Somut olayda, 5434 Sayılı Kanunda düzenlenen kesenek iadesine ilişkin uyuşmazlığın çözümünün idari yargının görev alanına girdiği gözetilerek 6100 sayılı HMK"nın 114/...b maddesine göre dava şartı olan "yargı yolunun caiz olmaması" nedeniyle davanın usulden reddine karar verilmesi gerekirken işin esasına girilerek yazılı şekilde karar verilmesi usul ve yasaya aykırı olup bozma nedenidir.

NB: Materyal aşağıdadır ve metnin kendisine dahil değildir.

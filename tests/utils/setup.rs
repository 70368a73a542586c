#![allow(dead_code)] // Test utilities may not all be used in every test

use std::sync::Arc;
use std::time::Duration;

use matchtagger::{
    roster::Player,
    video::SharedPlayhead,
    ConsoleSession, ConsoleSettings, MatchConsole, MatchRecord, Role, Team,
};

use super::mocks::{FlakyMatchStore, RecordingNotifier};

pub const TEST_MATCH_ID: &str = "match-1";

// ============================================================================
// Test Setup Infrastructure
// ============================================================================

pub struct TestSetup {
    pub store: FlakyMatchStore,
    pub console: Arc<MatchConsole>,
    pub notifier: Arc<RecordingNotifier>,
    pub playhead: Arc<SharedPlayhead>,
    settings: ConsoleSettings,
}

impl TestSetup {
    /// Opens another console on the same store, as a second client would
    pub async fn second_console(&self, role: Role) -> Arc<MatchConsole> {
        MatchConsole::builder(TEST_MATCH_ID, Arc::new(self.store.clone()))
            .with_session(ConsoleSession::new(role))
            .with_settings(self.settings.clone())
            .load()
            .await
            .unwrap()
    }
}

pub struct TestSetupBuilder {
    record: MatchRecord,
    players: Vec<Player>,
    role: Role,
    settings: ConsoleSettings,
    channel_capacity: Option<usize>,
}

impl TestSetupBuilder {
    pub fn new() -> Self {
        Self {
            record: MatchRecord::new(TEST_MATCH_ID, "Rovers", "United"),
            players: vec![],
            role: Role::Operator,
            settings: ConsoleSettings {
                tick: Duration::from_secs(1),
                clock_flush_every: 10,
                possession_flush_every: 5,
            },
            channel_capacity: None,
        }
    }

    pub fn with_role(mut self, role: Role) -> Self {
        self.role = role;
        self
    }

    /// Shrinks the store's change channels so slow consoles lag
    pub fn with_channel_capacity(mut self, capacity: usize) -> Self {
        self.channel_capacity = Some(capacity);
        self
    }

    pub fn with_record(mut self, record: MatchRecord) -> Self {
        self.record = record;
        self
    }

    pub fn with_player(mut self, id: &str, team: Team, jersey_number: i16, starter: bool) -> Self {
        self.players.push(Player {
            id: id.to_string(),
            match_id: TEST_MATCH_ID.to_string(),
            team,
            jersey_number,
            name: id.to_string(),
            starter,
        });
        self
    }

    /// A small home squad: two starters and one substitute
    pub fn with_home_squad(self) -> Self {
        self.with_player("keeper", Team::Home, 1, true)
            .with_player("striker", Team::Home, 9, true)
            .with_player("winger", Team::Home, 17, false)
    }

    pub async fn build(self) -> TestSetup {
        let store = match self.channel_capacity {
            Some(capacity) => FlakyMatchStore::with_channel_capacity(capacity),
            None => FlakyMatchStore::new(),
        };
        store.seed_match(self.record).await;
        for player in self.players {
            store.seed_player(player).await;
        }

        let notifier = Arc::new(RecordingNotifier::new());
        let playhead = Arc::new(SharedPlayhead::new());
        let console = MatchConsole::builder(TEST_MATCH_ID, Arc::new(store.clone()))
            .with_session(ConsoleSession::new(self.role))
            .with_settings(self.settings.clone())
            .with_notifier(notifier.clone())
            .with_video(playhead.clone())
            .load()
            .await
            .unwrap();

        TestSetup {
            store,
            console,
            notifier,
            playhead,
            settings: self.settings,
        }
    }
}
// Match console
//
// The operator-facing facade over one match: optimistic local mutations,
// rollback on failed writes, the goal/score saga and the two one-second
// timers. `ConsoleManager` keeps one console per match.

mod errors;
mod manager;
mod service;
mod state;
mod tickers;

pub use errors::ConsoleError;
pub use manager::{ConsoleManager, ManagedConsole};
pub use service::{Confirmation, ConsoleSettings, MatchConsole, MatchConsoleBuilder};
pub use state::{ClockView, LiveMatchState, MatchSnapshot, PlayerView, PossessionView};
pub use tickers::{Ticker, TickerKind};
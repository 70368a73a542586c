use crate::stats::{MatchStats, PlayerStatLine, StatCalculator, StatsContext};
use crate::stats::EventCounts;

/// Builds a stat line for every player referenced by an event
pub struct PlayerLineCalculator;

impl Default for PlayerLineCalculator {
    fn default() -> Self {
        Self::new()
    }
}

impl PlayerLineCalculator {
    pub fn new() -> Self {
        Self
    }
}

impl StatCalculator for PlayerLineCalculator {
    fn calculate(&self, context: &StatsContext, stats: &mut MatchStats) {
        for event in context.timeline.iter() {
            let Some(player_id) = &event.player_id else {
                continue;
            };

            stats
                .players
                .entry(player_id.clone())
                .or_insert_with(|| PlayerStatLine {
                    player_id: player_id.clone(),
                    team: event.team,
                    counts: EventCounts::default(),
                })
                .counts
                .record(event.event_type);
        }
    }

    fn priority(&self) -> u32 {
        crate::stats::calculator_priority::BASE_COUNTS
    }
}
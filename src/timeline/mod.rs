// Event timeline: the ordered log of tagged match events
//
// The timeline is the local replica of a match's event rows. Operators insert
// and delete through the console; inbound change notifications merge into it
// by id so duplicates are harmless.

// Public API - what other modules can use
pub use event_log::EventTimeline;
pub use models::{EventType, MatchEvent, Team};

// Internal modules
mod event_log;
mod models;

O halde, tarafların bu yönleri amaçlayan temyiz itirazları kabul edilmeli ve hüküm bozulmalıdır.
SONUÇ: Hükmün yukarıda açıklanan nedenlerle BOZULMASINA, temyiz harcının istek halinde temyiz edenlerden davacıya iadesine, ....03.2016 gününde oybirliğiyle karar verildi.